Task instructions — Your answer should consist only of the lines below from the one with "filename crates/nexus-deployer-adapters/src/browser.rs" through the one with "use nexus_deployer_core::events::ReleaseFn;", copied exactly.

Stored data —
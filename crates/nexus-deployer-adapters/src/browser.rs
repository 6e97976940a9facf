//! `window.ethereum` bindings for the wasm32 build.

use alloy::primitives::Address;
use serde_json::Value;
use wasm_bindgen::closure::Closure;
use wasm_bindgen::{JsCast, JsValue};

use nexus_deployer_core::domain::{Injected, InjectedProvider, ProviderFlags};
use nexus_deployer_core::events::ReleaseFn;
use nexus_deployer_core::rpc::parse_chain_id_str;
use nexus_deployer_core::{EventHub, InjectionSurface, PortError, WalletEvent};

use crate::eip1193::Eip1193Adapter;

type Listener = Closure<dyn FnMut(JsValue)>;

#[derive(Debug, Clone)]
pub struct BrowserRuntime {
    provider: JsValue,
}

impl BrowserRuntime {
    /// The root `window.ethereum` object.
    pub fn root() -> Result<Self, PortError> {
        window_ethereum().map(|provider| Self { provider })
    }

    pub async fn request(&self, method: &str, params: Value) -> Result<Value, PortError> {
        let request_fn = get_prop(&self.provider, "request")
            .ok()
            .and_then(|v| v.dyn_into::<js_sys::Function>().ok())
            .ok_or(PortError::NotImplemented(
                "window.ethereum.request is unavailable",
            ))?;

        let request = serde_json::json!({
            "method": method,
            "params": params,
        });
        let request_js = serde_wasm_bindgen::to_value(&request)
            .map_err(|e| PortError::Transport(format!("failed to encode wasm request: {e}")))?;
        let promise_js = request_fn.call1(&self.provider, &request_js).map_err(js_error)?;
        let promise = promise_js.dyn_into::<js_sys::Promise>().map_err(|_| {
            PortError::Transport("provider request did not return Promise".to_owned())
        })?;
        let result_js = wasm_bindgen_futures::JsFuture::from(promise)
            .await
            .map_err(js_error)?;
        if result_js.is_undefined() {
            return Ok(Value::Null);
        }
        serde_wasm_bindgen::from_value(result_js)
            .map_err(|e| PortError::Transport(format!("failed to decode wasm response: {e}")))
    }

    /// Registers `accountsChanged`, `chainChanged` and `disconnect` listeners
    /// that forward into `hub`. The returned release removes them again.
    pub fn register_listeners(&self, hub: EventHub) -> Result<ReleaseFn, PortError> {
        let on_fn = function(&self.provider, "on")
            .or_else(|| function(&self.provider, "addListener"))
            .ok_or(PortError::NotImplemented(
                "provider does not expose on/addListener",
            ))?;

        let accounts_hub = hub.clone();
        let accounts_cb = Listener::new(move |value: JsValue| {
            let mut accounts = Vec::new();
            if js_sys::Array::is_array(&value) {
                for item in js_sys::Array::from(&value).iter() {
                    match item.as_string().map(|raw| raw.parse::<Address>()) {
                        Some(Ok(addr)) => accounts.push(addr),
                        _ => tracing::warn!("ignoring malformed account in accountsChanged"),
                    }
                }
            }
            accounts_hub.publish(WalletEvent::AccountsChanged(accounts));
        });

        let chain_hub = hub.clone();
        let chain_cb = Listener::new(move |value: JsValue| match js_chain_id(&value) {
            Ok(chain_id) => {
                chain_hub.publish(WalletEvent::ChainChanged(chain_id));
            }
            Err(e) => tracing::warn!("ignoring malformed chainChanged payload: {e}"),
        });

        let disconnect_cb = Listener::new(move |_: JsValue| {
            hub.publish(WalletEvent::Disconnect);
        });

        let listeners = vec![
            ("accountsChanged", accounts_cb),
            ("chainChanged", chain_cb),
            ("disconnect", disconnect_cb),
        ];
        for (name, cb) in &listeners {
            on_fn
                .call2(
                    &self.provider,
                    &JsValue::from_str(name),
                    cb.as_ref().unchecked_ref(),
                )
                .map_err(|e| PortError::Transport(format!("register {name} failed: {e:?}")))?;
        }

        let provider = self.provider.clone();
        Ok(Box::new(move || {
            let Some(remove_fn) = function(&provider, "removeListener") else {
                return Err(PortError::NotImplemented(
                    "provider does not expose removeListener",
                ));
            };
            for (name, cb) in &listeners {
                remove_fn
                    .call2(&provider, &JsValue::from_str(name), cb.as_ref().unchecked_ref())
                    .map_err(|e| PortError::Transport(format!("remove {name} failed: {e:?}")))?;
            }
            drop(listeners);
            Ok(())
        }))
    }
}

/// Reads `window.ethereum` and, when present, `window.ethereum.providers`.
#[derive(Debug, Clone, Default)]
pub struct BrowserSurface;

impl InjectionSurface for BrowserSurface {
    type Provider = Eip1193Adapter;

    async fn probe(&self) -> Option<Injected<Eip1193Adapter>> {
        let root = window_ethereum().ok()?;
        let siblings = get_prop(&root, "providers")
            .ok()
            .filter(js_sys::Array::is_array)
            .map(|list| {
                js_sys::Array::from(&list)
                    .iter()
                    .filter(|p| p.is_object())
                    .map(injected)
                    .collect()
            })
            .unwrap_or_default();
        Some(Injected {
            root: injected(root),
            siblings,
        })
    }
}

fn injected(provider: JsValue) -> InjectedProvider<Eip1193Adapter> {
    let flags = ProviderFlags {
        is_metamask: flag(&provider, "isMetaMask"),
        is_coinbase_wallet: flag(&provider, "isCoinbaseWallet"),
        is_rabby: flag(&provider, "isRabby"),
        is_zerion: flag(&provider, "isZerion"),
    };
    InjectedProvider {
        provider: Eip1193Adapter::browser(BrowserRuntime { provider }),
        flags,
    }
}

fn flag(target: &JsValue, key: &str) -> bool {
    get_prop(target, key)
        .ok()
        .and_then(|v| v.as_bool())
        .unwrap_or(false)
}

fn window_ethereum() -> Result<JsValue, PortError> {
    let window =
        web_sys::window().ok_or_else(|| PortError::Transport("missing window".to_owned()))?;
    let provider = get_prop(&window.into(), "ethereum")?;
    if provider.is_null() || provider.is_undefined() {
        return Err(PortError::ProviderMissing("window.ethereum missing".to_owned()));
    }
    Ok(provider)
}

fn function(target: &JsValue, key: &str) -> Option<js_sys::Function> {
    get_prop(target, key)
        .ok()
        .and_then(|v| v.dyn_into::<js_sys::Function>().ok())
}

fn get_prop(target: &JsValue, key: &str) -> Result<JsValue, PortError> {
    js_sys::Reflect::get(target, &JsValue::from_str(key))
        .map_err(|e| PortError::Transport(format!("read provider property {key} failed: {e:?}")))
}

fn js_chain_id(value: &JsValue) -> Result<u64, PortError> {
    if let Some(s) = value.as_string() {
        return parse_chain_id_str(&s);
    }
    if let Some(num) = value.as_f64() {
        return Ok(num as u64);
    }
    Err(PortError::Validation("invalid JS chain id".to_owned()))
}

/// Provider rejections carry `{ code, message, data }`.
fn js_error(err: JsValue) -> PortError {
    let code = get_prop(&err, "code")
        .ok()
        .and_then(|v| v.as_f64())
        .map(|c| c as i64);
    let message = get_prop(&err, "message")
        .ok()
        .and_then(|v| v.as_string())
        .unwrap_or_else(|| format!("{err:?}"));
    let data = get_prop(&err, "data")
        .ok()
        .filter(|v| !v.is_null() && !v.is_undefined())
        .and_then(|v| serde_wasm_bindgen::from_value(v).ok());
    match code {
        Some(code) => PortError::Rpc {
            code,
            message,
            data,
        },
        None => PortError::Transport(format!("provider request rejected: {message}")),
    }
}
--
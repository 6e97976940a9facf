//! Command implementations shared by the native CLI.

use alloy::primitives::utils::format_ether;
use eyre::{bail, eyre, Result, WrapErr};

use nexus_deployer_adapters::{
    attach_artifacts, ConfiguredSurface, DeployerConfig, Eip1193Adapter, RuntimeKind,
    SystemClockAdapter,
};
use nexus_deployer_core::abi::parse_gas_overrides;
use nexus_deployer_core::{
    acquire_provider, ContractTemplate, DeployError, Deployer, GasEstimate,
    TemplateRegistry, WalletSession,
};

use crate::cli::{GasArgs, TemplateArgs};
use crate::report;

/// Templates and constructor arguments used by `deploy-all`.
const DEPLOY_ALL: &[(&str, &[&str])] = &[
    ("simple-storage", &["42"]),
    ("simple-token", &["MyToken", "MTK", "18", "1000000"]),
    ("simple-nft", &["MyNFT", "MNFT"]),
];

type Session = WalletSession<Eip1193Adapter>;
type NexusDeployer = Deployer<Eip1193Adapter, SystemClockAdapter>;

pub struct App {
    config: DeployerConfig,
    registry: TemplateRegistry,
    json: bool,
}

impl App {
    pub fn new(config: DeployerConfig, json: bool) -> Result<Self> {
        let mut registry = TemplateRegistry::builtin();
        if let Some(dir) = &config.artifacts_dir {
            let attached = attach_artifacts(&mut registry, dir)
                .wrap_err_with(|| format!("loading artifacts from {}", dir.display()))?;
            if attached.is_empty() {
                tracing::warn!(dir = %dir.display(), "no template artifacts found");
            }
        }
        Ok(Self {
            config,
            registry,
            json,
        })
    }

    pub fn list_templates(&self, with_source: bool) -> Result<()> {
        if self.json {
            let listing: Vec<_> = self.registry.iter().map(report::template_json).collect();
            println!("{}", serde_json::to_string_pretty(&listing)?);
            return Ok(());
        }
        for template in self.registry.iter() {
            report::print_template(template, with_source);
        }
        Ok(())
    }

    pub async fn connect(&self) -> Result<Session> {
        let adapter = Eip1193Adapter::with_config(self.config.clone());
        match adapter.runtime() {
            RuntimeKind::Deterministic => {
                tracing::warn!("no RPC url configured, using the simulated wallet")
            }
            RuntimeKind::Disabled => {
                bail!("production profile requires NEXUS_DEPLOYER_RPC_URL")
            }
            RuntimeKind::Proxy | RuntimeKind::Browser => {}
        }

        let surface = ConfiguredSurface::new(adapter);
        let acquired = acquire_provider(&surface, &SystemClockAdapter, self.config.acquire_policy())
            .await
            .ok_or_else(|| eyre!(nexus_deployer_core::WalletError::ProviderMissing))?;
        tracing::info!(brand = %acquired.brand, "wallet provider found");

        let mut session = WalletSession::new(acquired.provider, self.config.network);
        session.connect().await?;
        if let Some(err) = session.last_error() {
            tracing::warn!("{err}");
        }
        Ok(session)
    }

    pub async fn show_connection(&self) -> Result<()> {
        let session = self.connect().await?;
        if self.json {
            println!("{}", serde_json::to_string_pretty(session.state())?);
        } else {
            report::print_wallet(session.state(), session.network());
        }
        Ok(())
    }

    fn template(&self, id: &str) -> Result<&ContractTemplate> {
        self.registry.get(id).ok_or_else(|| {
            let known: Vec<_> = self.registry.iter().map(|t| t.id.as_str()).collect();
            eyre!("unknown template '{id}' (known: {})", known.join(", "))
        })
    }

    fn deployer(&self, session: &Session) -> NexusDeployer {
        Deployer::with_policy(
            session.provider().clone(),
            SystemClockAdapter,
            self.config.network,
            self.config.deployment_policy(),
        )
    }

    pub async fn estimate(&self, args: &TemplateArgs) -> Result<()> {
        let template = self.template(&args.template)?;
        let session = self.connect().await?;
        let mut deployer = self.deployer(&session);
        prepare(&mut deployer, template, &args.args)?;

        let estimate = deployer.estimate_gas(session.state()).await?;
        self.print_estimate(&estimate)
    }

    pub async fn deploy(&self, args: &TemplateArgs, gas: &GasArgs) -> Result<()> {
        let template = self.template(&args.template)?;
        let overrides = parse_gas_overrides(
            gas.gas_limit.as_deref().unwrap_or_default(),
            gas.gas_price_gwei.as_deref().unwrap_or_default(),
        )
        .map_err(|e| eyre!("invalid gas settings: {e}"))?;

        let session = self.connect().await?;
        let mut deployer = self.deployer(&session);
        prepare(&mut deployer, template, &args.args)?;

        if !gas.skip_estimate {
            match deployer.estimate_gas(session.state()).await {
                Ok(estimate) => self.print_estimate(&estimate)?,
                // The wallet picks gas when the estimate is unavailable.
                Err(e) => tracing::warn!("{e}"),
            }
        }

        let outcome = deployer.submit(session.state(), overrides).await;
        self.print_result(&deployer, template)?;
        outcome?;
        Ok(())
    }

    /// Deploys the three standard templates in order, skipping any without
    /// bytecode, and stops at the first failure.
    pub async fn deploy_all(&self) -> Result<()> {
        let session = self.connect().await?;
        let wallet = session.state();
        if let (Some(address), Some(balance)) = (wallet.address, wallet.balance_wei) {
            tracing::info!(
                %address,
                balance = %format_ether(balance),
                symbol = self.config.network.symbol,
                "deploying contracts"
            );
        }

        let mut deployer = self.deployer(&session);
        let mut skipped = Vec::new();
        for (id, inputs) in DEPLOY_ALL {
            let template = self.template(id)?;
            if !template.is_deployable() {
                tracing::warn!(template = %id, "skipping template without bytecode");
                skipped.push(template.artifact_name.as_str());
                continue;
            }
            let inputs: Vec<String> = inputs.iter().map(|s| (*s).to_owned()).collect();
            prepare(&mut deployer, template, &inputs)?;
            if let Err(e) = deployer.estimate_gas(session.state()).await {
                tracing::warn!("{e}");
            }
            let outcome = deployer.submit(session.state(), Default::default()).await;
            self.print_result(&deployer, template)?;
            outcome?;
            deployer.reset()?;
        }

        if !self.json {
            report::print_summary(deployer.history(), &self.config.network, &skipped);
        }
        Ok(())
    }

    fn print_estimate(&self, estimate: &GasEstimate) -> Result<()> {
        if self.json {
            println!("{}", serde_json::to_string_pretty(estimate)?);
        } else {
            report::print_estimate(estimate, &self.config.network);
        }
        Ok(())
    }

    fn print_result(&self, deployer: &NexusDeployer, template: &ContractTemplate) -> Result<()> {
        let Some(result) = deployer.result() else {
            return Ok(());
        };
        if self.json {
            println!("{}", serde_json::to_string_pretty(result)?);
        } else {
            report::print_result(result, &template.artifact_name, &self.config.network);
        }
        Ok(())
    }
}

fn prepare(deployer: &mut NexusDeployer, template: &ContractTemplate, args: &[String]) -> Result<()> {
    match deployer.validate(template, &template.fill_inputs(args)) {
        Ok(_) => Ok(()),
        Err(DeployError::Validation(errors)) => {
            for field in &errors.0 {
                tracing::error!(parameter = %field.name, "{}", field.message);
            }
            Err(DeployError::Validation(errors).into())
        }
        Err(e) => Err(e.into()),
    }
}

Answer —
filename crates/nexus-deployer-adapters/src/browser.rs
repository 6e97976940a9facf
//! `window.ethereum` bindings for the wasm32 build.

use alloy::primitives::Address;
use serde_json::Value;
use wasm_bindgen::closure::Closure;
use wasm_bindgen::{JsCast, JsValue};

use nexus_deployer_core::domain::{Injected, InjectedProvider, ProviderFlags};
use nexus_deployer_core::events::ReleaseFn;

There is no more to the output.